Read the listing and extract each line that includes the word "info".
Segment Start: AVAILABLE RECORDS
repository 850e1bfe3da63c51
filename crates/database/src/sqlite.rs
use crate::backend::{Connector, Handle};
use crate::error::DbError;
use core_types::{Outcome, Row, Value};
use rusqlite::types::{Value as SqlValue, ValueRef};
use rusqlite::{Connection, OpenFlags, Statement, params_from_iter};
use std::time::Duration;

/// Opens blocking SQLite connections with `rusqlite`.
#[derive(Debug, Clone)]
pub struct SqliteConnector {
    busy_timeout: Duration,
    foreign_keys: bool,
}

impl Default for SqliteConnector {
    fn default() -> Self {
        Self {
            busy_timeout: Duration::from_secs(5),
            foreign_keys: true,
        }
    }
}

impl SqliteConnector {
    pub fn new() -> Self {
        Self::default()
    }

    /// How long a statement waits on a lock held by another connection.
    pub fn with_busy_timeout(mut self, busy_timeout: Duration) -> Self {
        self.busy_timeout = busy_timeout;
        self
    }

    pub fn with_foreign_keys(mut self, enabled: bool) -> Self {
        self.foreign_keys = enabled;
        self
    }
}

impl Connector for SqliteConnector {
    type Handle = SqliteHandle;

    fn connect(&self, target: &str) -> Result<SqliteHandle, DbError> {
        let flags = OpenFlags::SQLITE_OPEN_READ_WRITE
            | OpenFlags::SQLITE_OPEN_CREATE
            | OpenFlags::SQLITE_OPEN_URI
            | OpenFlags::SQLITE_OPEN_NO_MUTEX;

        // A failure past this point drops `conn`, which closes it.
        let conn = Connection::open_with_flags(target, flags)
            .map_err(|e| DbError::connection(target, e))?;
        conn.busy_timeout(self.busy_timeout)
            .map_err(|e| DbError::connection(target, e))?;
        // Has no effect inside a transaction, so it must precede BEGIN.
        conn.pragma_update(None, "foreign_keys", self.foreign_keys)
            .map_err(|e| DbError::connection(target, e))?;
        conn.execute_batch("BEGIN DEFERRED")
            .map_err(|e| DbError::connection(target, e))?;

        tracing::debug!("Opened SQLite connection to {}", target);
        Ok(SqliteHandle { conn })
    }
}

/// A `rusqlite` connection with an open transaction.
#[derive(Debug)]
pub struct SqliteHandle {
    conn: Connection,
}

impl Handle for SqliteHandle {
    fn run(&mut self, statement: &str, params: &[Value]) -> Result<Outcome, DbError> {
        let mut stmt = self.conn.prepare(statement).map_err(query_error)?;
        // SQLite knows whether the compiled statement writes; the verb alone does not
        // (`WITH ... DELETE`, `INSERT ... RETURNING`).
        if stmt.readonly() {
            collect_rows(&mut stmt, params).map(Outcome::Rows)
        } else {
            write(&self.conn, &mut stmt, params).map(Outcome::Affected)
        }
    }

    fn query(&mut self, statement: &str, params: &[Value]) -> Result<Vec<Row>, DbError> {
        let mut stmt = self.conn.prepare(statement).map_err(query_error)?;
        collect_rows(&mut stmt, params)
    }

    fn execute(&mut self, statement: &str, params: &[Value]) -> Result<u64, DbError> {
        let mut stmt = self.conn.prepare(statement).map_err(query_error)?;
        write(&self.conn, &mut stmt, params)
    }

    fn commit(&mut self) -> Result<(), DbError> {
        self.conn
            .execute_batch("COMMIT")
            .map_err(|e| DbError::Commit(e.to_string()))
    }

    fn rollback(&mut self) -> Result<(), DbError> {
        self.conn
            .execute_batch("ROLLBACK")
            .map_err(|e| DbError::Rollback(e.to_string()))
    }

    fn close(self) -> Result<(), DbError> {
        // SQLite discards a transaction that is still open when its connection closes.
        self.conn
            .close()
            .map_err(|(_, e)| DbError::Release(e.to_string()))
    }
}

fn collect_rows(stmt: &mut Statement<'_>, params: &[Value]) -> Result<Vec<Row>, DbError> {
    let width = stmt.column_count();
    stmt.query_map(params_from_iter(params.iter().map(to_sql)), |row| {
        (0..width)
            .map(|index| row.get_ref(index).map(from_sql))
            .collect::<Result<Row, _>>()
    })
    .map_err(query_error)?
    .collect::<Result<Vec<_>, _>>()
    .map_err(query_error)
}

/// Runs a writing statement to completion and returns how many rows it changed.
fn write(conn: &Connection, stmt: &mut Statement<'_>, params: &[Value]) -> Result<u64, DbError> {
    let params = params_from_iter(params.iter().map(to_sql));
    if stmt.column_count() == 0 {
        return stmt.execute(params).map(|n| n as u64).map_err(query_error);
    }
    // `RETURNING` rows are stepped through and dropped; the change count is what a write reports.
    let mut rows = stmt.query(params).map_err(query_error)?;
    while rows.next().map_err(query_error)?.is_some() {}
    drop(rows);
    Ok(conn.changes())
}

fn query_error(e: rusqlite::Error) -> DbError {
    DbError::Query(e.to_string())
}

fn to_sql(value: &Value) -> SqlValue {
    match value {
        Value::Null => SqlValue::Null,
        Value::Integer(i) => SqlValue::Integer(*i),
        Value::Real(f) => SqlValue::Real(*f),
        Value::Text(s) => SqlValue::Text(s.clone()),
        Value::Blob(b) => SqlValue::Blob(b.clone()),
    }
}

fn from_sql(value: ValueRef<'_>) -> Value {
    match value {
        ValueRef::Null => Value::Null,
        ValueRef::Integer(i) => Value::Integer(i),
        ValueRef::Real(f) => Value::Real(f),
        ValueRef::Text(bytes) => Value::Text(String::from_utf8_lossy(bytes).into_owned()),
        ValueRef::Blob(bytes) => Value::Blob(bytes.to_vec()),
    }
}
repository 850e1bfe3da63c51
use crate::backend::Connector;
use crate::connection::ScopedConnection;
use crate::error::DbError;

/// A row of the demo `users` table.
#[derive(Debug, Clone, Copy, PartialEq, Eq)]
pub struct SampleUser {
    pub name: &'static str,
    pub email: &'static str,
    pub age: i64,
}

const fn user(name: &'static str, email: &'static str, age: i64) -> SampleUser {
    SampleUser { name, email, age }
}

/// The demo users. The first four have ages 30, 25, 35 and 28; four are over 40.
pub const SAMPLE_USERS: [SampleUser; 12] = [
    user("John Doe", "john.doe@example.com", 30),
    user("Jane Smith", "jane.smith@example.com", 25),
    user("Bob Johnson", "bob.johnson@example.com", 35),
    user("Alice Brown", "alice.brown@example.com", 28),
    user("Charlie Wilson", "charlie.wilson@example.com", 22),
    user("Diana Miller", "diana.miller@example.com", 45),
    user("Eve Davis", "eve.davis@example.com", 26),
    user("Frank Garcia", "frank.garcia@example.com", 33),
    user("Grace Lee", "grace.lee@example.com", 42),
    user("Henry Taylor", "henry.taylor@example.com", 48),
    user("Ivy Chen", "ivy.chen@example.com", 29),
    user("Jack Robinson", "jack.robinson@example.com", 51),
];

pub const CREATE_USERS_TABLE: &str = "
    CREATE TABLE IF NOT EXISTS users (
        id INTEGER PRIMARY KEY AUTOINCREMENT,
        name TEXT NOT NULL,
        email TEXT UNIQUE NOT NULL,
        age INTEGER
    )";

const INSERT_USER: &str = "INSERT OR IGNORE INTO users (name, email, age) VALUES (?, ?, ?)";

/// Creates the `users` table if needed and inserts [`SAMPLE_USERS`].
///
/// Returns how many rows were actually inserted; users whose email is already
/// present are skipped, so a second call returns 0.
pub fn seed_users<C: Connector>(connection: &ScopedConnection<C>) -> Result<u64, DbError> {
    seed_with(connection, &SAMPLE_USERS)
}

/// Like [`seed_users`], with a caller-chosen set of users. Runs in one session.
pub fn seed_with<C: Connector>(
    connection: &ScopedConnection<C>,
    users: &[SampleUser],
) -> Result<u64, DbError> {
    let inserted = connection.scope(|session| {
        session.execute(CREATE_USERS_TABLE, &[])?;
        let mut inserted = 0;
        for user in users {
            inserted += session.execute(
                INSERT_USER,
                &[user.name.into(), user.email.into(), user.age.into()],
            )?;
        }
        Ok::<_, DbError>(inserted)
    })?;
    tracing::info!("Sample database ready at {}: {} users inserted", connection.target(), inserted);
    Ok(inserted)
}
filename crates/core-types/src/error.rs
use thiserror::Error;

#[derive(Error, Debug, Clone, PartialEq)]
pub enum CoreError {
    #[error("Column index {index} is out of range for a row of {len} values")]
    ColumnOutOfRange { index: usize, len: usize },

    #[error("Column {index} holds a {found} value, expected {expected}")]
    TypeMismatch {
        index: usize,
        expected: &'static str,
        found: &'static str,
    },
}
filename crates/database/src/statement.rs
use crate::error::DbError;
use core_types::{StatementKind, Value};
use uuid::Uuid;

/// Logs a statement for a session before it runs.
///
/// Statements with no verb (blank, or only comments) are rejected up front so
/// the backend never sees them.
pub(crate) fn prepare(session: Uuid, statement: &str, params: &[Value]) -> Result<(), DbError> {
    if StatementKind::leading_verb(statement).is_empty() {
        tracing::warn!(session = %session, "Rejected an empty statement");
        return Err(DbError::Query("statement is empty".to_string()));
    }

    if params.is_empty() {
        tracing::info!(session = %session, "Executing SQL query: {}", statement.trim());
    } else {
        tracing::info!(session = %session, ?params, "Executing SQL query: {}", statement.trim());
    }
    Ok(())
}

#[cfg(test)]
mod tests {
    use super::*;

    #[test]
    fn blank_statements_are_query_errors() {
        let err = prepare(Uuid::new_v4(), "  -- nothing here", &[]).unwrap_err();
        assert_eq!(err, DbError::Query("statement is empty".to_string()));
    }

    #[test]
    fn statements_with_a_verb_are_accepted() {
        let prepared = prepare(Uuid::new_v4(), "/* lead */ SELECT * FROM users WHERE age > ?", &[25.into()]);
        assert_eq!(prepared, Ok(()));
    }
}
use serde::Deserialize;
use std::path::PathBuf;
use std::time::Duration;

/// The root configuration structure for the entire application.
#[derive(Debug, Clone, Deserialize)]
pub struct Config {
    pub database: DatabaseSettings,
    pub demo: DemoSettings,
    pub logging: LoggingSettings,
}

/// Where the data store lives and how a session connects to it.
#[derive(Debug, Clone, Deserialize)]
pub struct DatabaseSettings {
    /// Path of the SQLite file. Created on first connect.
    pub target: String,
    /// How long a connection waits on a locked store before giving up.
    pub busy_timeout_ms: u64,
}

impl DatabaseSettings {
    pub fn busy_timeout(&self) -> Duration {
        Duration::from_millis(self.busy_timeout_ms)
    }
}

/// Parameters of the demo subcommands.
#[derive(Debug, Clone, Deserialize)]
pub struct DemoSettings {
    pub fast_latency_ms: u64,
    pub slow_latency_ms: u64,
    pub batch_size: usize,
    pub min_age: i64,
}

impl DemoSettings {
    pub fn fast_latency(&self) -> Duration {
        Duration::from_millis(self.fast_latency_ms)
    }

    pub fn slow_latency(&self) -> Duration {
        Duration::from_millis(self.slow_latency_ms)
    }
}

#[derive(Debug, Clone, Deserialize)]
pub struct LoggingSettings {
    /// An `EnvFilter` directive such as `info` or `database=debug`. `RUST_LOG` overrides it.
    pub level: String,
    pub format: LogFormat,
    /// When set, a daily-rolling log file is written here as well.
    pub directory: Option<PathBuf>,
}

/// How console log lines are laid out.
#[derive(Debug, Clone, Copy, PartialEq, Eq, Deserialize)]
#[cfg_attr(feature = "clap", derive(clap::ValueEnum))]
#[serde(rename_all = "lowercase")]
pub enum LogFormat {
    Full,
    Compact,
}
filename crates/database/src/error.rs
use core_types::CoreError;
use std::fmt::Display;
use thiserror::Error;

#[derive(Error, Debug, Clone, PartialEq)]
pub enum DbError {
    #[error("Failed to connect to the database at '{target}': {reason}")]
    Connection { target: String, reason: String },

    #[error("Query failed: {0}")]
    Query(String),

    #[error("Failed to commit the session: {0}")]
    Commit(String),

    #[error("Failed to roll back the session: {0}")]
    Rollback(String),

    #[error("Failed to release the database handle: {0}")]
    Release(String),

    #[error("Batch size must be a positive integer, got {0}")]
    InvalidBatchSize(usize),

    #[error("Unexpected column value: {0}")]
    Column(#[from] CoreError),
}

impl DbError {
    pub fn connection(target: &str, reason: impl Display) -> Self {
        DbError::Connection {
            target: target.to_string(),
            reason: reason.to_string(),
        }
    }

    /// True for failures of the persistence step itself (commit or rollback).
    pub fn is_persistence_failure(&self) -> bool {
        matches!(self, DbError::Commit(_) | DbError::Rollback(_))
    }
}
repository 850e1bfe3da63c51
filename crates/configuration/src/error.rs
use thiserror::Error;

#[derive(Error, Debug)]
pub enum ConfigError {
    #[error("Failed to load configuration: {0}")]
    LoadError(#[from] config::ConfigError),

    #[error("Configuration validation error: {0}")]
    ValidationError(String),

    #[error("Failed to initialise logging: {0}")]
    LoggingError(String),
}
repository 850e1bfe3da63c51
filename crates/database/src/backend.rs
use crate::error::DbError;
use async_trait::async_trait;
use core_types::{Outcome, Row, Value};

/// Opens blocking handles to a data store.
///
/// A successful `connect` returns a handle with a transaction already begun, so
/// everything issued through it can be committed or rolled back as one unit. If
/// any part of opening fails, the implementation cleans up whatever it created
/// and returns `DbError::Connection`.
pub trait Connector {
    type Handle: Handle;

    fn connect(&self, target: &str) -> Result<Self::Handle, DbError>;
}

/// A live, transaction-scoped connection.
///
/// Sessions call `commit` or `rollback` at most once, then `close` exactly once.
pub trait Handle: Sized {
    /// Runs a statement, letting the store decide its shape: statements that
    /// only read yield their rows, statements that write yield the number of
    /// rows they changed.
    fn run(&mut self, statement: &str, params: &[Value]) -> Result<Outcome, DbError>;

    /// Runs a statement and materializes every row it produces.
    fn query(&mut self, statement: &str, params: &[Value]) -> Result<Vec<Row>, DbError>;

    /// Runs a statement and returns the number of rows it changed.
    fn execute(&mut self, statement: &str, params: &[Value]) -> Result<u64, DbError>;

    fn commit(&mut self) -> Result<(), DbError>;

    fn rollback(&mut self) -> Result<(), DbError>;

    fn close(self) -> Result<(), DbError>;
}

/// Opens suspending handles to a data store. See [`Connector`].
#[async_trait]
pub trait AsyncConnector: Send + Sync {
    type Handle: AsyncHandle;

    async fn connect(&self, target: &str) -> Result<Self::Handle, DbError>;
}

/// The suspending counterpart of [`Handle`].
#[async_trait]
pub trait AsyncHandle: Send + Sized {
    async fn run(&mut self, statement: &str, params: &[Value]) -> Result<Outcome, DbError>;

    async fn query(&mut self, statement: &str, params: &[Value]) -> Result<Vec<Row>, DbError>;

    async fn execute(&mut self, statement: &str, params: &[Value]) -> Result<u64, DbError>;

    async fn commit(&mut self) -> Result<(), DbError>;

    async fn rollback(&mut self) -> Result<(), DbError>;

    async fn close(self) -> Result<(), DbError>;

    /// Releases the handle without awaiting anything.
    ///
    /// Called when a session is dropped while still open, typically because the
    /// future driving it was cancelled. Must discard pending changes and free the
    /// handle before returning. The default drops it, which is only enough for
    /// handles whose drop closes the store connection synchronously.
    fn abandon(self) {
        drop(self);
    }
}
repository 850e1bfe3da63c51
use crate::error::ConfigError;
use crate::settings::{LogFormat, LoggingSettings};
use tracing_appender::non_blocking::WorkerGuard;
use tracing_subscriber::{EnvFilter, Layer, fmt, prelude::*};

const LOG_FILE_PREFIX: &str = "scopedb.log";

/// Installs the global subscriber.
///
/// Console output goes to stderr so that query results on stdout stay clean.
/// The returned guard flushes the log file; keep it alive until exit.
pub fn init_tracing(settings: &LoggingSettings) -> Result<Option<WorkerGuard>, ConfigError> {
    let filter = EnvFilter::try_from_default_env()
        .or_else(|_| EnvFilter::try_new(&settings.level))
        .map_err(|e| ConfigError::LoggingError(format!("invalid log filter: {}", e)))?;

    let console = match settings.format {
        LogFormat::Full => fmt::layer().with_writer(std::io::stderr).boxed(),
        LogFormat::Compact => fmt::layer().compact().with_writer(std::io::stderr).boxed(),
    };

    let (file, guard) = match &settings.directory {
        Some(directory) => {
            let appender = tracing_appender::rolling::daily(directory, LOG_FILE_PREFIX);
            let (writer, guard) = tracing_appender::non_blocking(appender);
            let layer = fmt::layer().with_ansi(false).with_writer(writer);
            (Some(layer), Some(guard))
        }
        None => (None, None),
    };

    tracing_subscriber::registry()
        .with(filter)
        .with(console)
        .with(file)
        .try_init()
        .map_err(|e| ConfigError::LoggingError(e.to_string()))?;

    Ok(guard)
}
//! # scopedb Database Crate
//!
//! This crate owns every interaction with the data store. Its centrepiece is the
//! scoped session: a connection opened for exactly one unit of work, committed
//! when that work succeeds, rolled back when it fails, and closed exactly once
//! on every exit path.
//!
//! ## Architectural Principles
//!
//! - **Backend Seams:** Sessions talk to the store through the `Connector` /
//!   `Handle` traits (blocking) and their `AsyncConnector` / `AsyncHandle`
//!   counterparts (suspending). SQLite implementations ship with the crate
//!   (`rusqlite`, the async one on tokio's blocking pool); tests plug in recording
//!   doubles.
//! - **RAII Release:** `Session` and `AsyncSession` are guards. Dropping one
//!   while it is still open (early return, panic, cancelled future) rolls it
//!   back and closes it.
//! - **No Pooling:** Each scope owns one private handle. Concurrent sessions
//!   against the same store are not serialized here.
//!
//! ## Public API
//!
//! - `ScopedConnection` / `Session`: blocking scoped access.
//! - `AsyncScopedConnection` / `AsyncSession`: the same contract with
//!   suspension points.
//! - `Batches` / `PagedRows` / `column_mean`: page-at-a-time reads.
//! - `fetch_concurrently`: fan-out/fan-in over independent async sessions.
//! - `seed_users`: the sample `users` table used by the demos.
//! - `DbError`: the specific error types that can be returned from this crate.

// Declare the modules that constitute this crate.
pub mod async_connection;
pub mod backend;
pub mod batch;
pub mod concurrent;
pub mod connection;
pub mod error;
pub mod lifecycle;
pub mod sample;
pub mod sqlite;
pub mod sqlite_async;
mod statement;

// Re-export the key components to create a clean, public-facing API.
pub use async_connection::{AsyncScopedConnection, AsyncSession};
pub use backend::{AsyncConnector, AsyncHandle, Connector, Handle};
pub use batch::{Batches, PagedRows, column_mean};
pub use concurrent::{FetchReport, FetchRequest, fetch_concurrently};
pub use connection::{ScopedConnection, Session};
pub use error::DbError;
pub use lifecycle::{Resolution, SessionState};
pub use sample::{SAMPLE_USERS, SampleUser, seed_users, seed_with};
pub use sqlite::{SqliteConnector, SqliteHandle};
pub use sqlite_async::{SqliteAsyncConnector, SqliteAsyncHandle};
Segment End: AVAILABLE RECORDS
-- TASK RESULT --
    tracing::info!("Sample database ready at {}: {} users inserted", connection.target(), inserted);
        tracing::info!(session = %session, "Executing SQL query: {}", statement.trim());
        tracing::info!(session = %session, ?params, "Executing SQL query: {}", statement.trim());
    /// An `EnvFilter` directive such as `info` or `database=debug`. `RUST_LOG` overrides it.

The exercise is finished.